Global bonds: Before 1985, 100% U.S. bonds, as defined above. After 1985, 80% U.S. bonds and 20% ex-U.S. bonds, rebalanced monthly.
U.S. equities: S&P 90 Index from January 1926 through March 1957; S&P 500 Index from March 1957 through 1974; Dow Jones Wilshire 5000 Index from 1975 through April 2005; and MSCI US Broad Market Index thereafter.
Ex-U.S. equities: MSCI World ex USA Index from January 1970 through 1987 and MSCI All Country World ex USA Index thereafter.
Global equities: Before 1970, 100% U.S. equities, as defined above. After 1970, 70% U.S. equities and 30% ex-U.S. equities, rebalanced monthly.
IMPORTANT: The projections and other information generated by the Vanguard Capital Markets Model regarding the likelihood of various investment outcomes are hypothetical in nature, do not reflect actual investment results, and are not guarantees of future results. VCMM results will vary with each use and over time.
The VCMM projections are based on a statistical analysis of historical data. Future returns may behave differently from the historical patterns captured in the VCMM. More important, the VCMM may be underestimating extreme negative scenarios unobserved in the historical period on which the model estimation is based.

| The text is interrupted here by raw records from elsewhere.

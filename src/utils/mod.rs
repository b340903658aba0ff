pub mod constants;
pub mod url_utils;

pub use constants::*;
pub use url_utils::{is_fetchable_url, resolve_url};
//! Error types for resource reads and writes

use std::path::PathBuf;

use crate::fetcher::FetchError;

#[derive(Debug, thiserror::Error)]
pub enum ResourceError {
    /// The bytes could not be fetched
    #[error(transparent)]
    Fetch(#[from] FetchError),

    /// An output resource was used out of order (write before open, etc.)
    #[error("Output resource is {state}, cannot {operation}")]
    InvalidState {
        state: &'static str,
        operation: &'static str,
    },

    /// Publishing the finished bytes failed
    #[error("Failed to write resource to {path}: {source:#}")]
    Write {
        path: PathBuf,
        #[source]
        source: anyhow::Error,
    },
}
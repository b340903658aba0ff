//! Request and response header sets exchanged with transports and caches

use serde::{Deserialize, Serialize};

/// Headers sent along with a fetch
#[derive(Debug, Clone, Default, PartialEq, Eq, Serialize, Deserialize)]
pub struct RequestHeaders {
    headers: Vec<(String, String)>,
}

impl RequestHeaders {
    #[must_use]
    pub fn new() -> Self {
        Self::default()
    }

    pub fn add(&mut self, name: impl Into<String>, value: impl Into<String>) {
        self.headers.push((name.into(), value.into()));
    }

    /// First value of the named header (case-insensitive)
    #[must_use]
    pub fn lookup(&self, name: &str) -> Option<&str> {
        self.headers
            .iter()
            .find(|(key, _)| key.eq_ignore_ascii_case(name))
            .map(|(_, value)| value.as_str())
    }

    pub fn iter(&self) -> impl Iterator<Item = (&str, &str)> {
        self.headers
            .iter()
            .map(|(name, value)| (name.as_str(), value.as_str()))
    }
}

/// Status line and headers of a response
///
/// Stored verbatim in cache entries, so it is serializable.
#[derive(Debug, Clone, PartialEq, Eq, Serialize, Deserialize)]
pub struct ResponseHeaders {
    status: u16,
    headers: Vec<(String, String)>,
}

impl Default for ResponseHeaders {
    fn default() -> Self {
        Self::new(200)
    }
}

impl ResponseHeaders {
    #[must_use]
    pub fn new(status: u16) -> Self {
        Self {
            status,
            headers: Vec::new(),
        }
    }

    #[must_use]
    pub fn status(&self) -> u16 {
        self.status
    }

    pub fn set_status(&mut self, status: u16) {
        self.status = status;
    }

    /// 2xx responses are the only ones worth caching or rewriting
    #[must_use]
    pub fn is_success(&self) -> bool {
        (200..300).contains(&self.status)
    }

    pub fn add(&mut self, name: impl Into<String>, value: impl Into<String>) {
        self.headers.push((name.into(), value.into()));
    }

    /// First value of the named header (case-insensitive)
    #[must_use]
    pub fn lookup(&self, name: &str) -> Option<&str> {
        self.headers
            .iter()
            .find(|(key, _)| key.eq_ignore_ascii_case(name))
            .map(|(_, value)| value.as_str())
    }

    #[must_use]
    pub fn content_type(&self) -> Option<&str> {
        self.lookup("content-type")
    }

    pub fn iter(&self) -> impl Iterator<Item = (&str, &str)> {
        self.headers
            .iter()
            .map(|(name, value)| (name.as_str(), value.as_str()))
    }

    #[must_use]
    pub fn len(&self) -> usize {
        self.headers.len()
    }

    #[must_use]
    pub fn is_empty(&self) -> bool {
        self.headers.is_empty()
    }
}

#[cfg(test)]
mod tests {
    use super::*;

    #[test]
    fn lookup_is_case_insensitive() {
        let mut headers = ResponseHeaders::new(200);
        headers.add("Content-Type", "image/png");
        assert_eq!(headers.content_type(), Some("image/png"));
        assert_eq!(headers.lookup("CONTENT-TYPE"), Some("image/png"));
        assert_eq!(headers.lookup("etag"), None);
    }

    #[test]
    fn success_range() {
        assert!(ResponseHeaders::new(204).is_success());
        assert!(!ResponseHeaders::new(304).is_success());
        assert!(!ResponseHeaders::new(404).is_success());
    }
}
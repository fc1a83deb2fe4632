//! Envelope queries on a classic six-player deal, with a cold and a warm cache.

use criterion::{criterion_group, criterion_main, BatchSize, Criterion};

use clue_deduce::core::{CardUniverse, Category, GameRng, Guess, PlayerId, Response, TurnRecord};
use clue_deduce::engine::Notebook;
use clue_deduce::game::deal;

const PLAYERS: usize = 6;

/// Seat 0's notebook after the deal and two turns with concealed answers.
fn observed_notebook() -> Notebook {
    let universe = CardUniverse::classic();
    let (solution, hands) = deal(&universe, PLAYERS, &mut GameRng::new(7));
    let me = PlayerId::new(0);

    let mut notebook = Notebook::new(universe.clone(), me, PLAYERS);
    for &card in hands.get(me) {
        notebook.dealt(card);
    }

    for (guesser, holder) in [(1u8, 2u8), (3, 4)] {
        let card = hands
            .get(PlayerId::new(holder))
            .iter()
            .copied()
            .find(|&card| !solution.contains(card));
        let Some(card) = card else { continue };
        let guess = match universe.category_of(card) {
            Some(Category::Suspect) => Guess::new(card, solution.weapon, solution.room),
            Some(Category::Weapon) => Guess::new(solution.suspect, card, solution.room),
            _ => Guess::new(solution.suspect, solution.weapon, card),
        };
        let mut record = TurnRecord::new(PlayerId::new(guesser), guess);
        for other in PlayerId::new(guesser).others_in_turn_order(PLAYERS) {
            if other.index() == holder as usize {
                record.push(other, Response::Concealed);
                break;
            }
            record.push(other, Response::CouldNotDisprove);
        }
        notebook.observe_turn(&record);
    }
    notebook
}

fn bench_envelope_query(c: &mut Criterion) {
    let mut group = c.benchmark_group("envelope_query");
    group.sample_size(10);

    group.bench_function("classic_6p_cold", |b| {
        b.iter_batched(
            observed_notebook,
            |mut notebook| notebook.envelope_counts(),
            BatchSize::SmallInput,
        );
    });

    let mut warm = observed_notebook();
    let _ = warm.envelope_counts();
    group.bench_function("classic_6p_warm", |b| {
        b.iter(|| warm.envelope_counts());
    });

    group.finish();
}

criterion_group!(benches, bench_envelope_query);
criterion_main!(benches);
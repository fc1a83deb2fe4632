//! Whole games between detectives.

use clue_deduce::core::{
    Card, CardSet, CardUniverse, GameConfig, GameRng, Guess, PlayerId, Response, TurnRecord,
};
use clue_deduce::game::{
    ClueGame, DeductiveDetective, Detective, FrequencyDetective, GameOutcome, ParticipantDetective,
    RandomDetective,
};

/// Always names the same triple, never draws from its RNG, never accuses.
struct StubbornDetective {
    seat: PlayerId,
    held: CardSet,
    guess: Guess,
}

impl Detective for StubbornDetective {
    fn seat(&self) -> PlayerId {
        self.seat
    }

    fn receive_card(&mut self, card: Card) {
        self.held.insert(card);
    }

    fn held_cards(&self) -> &CardSet {
        &self.held
    }

    fn make_guess(&mut self, _rng: &mut GameRng) -> Guess {
        self.guess
    }

    fn observe(&mut self, _record: &TurnRecord) {}

    fn accusation(&mut self) -> Option<Guess> {
        None
    }
}

fn random_table(universe: &CardUniverse, players: usize) -> Vec<Box<dyn Detective>> {
    (0..players)
        .map(|seat| {
            Box::new(RandomDetective::new(universe.clone(), PlayerId::new(seat as u8)))
                as Box<dyn Detective>
        })
        .collect()
}

fn deductive_table(universe: &CardUniverse, players: usize) -> Vec<Box<dyn Detective>> {
    (0..players)
        .map(|seat| {
            Box::new(DeductiveDetective::new(universe.clone(), PlayerId::new(seat as u8), players))
                as Box<dyn Detective>
        })
        .collect()
}

fn assert_clean_win(game: &ClueGame, outcome: &GameOutcome) {
    let winner = outcome.winner.expect("game should have a winner");
    let last = game.accusations().last().expect("winner accused");

    assert_eq!(last.player, winner);
    assert_eq!(last.guess, game.solution());
    assert!(last.correct);
    assert!(game.accusations().iter().all(|a| a.correct), "wrong accusation made");
}

// =============================================================================
// Random detectives
// =============================================================================

#[test]
fn test_random_game_classic_six_players() {
    let universe = CardUniverse::classic();
    let config = GameConfig::new(6).with_seed(17);
    let mut game = ClueGame::new(universe.clone(), config, random_table(&universe, 6));

    for seat in PlayerId::all(6) {
        assert_eq!(game.hand(seat).len(), 3);
        assert_eq!(game.detective(seat).held_cards(), game.hand(seat));
    }

    let outcome = game.run();
    assert_clean_win(&game, &outcome);
    assert_eq!(outcome.turns as usize, game.history().len());
}

#[test]
fn test_shown_cards_are_held_and_guessed() {
    let universe = CardUniverse::classic();
    let config = GameConfig::new(4).with_seed(9);
    let mut game = ClueGame::new(universe.clone(), config, random_table(&universe, 4));
    game.run();

    for record in game.history() {
        for &(player, response) in &record.responses {
            assert_ne!(player, record.guesser);
            match response {
                Response::Shown(card) => {
                    assert!(record.guess.contains(card));
                    assert!(game.hand(player).contains(&card));
                }
                Response::CouldNotDisprove => {
                    let hand = game.hand(player);
                    assert!(record.guess.cards().iter().all(|card| !hand.contains(card)));
                }
                Response::Concealed => panic!("controller history keeps shown cards"),
            }
        }
    }
}

#[test]
fn test_same_seed_same_game() {
    let universe = CardUniverse::classic();
    let play = |seed: u64| {
        let config = GameConfig::new(5).with_seed(seed);
        let mut game = ClueGame::new(universe.clone(), config, random_table(&universe, 5));
        let outcome = game.run();
        (outcome, game.solution(), game.history().to_vec())
    };

    assert_eq!(play(31), play(31));
}

#[test]
fn test_seat_guesses_ignore_other_seats_draws() {
    let universe = CardUniverse::classic();
    let seat_zero_guesses = |detectives: Vec<Box<dyn Detective>>| {
        let mut game = ClueGame::new(universe.clone(), GameConfig::new(4).with_seed(8), detectives);
        game.run();
        game.history()
            .iter()
            .filter(|record| record.guesser == PlayerId::new(0))
            .map(|record| record.guess)
            .collect::<Vec<_>>()
    };

    let all_random = seat_zero_guesses(random_table(&universe, 4));

    let fixed = Guess::new(Card(0), Card(6), Card(12));
    let mut stubborn = random_table(&universe, 4);
    for seat in 1..4 {
        stubborn[seat] = Box::new(StubbornDetective {
            seat: PlayerId::new(seat as u8),
            held: CardSet::new(),
            guess: fixed,
        });
    }
    let among_stubborn = seat_zero_guesses(stubborn);

    // the other seats drew from the RNG in one game and not the other
    let shared = all_random.len().min(among_stubborn.len());
    assert!(shared >= 1);
    assert_eq!(all_random[..shared], among_stubborn[..shared]);
}

#[test]
fn test_round_limit_stops_game() {
    let universe = CardUniverse::classic();
    let config = GameConfig::new(6).with_seed(3).with_max_rounds(1);
    let mut game = ClueGame::new(universe.clone(), config, random_table(&universe, 6));

    let outcome = game.run();
    assert_eq!(outcome.rounds, 1);
    assert!(outcome.turns <= 6);
}

// =============================================================================
// Deductive detectives
// =============================================================================

#[test]
fn test_deductive_games_always_end_correctly() {
    let universe = CardUniverse::new(3, 3, 4);
    for seed in 0..8 {
        let config = GameConfig::new(3).with_seed(seed);
        let mut game = ClueGame::new(universe.clone(), config, deductive_table(&universe, 3));

        let outcome = game.run();
        assert_clean_win(&game, &outcome);
    }
}

#[test]
fn test_deductive_game_four_players() {
    let universe = CardUniverse::new(4, 4, 5);
    let config = GameConfig::new(4).with_seed(123);
    let mut game = ClueGame::new(universe.clone(), config, deductive_table(&universe, 4));

    let outcome = game.run();
    assert_clean_win(&game, &outcome);
}

#[test]
fn test_mixed_table() {
    let universe = CardUniverse::new(3, 3, 4);
    for seed in 0..6 {
        let mut detectives = random_table(&universe, 3);
        detectives[0] = Box::new(DeductiveDetective::new(universe.clone(), PlayerId::new(0), 3));

        let config = GameConfig::new(3).with_seed(seed);
        let mut game = ClueGame::new(universe.clone(), config, detectives);
        let outcome = game.run();
        assert_clean_win(&game, &outcome);
    }
}

// =============================================================================
// Frequency detectives and participants
// =============================================================================

#[test]
fn test_frequency_table_ends_correctly() {
    let universe = CardUniverse::classic();
    for seed in 0..4 {
        let detectives: Vec<Box<dyn Detective>> = (0..4)
            .map(|seat| {
                let seat = PlayerId::new(seat);
                Box::new(FrequencyDetective::new(universe.clone(), seat, 4)) as Box<dyn Detective>
            })
            .collect();

        let config = GameConfig::new(4).with_seed(seed);
        let mut game = ClueGame::new(universe.clone(), config, detectives);
        let outcome = game.run();
        assert_clean_win(&game, &outcome);
    }
}

#[test]
fn test_participants_leave_the_win_to_others() {
    let universe = CardUniverse::classic();
    let mut detectives = random_table(&universe, 3);
    for seat in 1..3 {
        let seat = PlayerId::new(seat);
        detectives[seat.index()] = Box::new(ParticipantDetective::new(universe.clone(), seat));
    }

    let config = GameConfig::new(3).with_seed(21);
    let mut game = ClueGame::new(universe.clone(), config, detectives);
    let outcome = game.run();

    assert_clean_win(&game, &outcome);
    assert_eq!(outcome.winner, Some(PlayerId::new(0)));
    assert!(game.accusations().iter().all(|a| a.player == PlayerId::new(0)));
}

The Vanguard Capital Markets Model® is a proprietary financial simulation tool developed and maintained by Vanguard’s primary investment research and advice teams. The model forecasts distributions of future returns for a wide array of broad asset classes. Those asset classes include U.S. and international equity markets, several maturities of the U.S. Treasury and corporate fixed income markets, international fixed income markets, U.S. money markets, commodities, and certain alternative investment strategies. The theoretical and empirical foundation for the Vanguard Capital Markets Model is that the returns of various asset classes reflect the compensation investors require for bearing different types of systematic risk (beta). At the core of the model are estimates of the dynamic statistical relationship between risk factors and asset returns, obtained from statistical analysis based on available monthly financial and economic data from as early as 1960. Using a system of estimated equations, the model then applies a Monte Carlo simulation method to project the estimated interrelationships among risk factors and asset classes as well as uncertainty and randomness over time. The model generates a large set of simulated outcomes for each asset class over several time horizons. Forecasts are obtained by computing measures of central tendency in these simulations. Results produced by the tool will vary with each use and over time.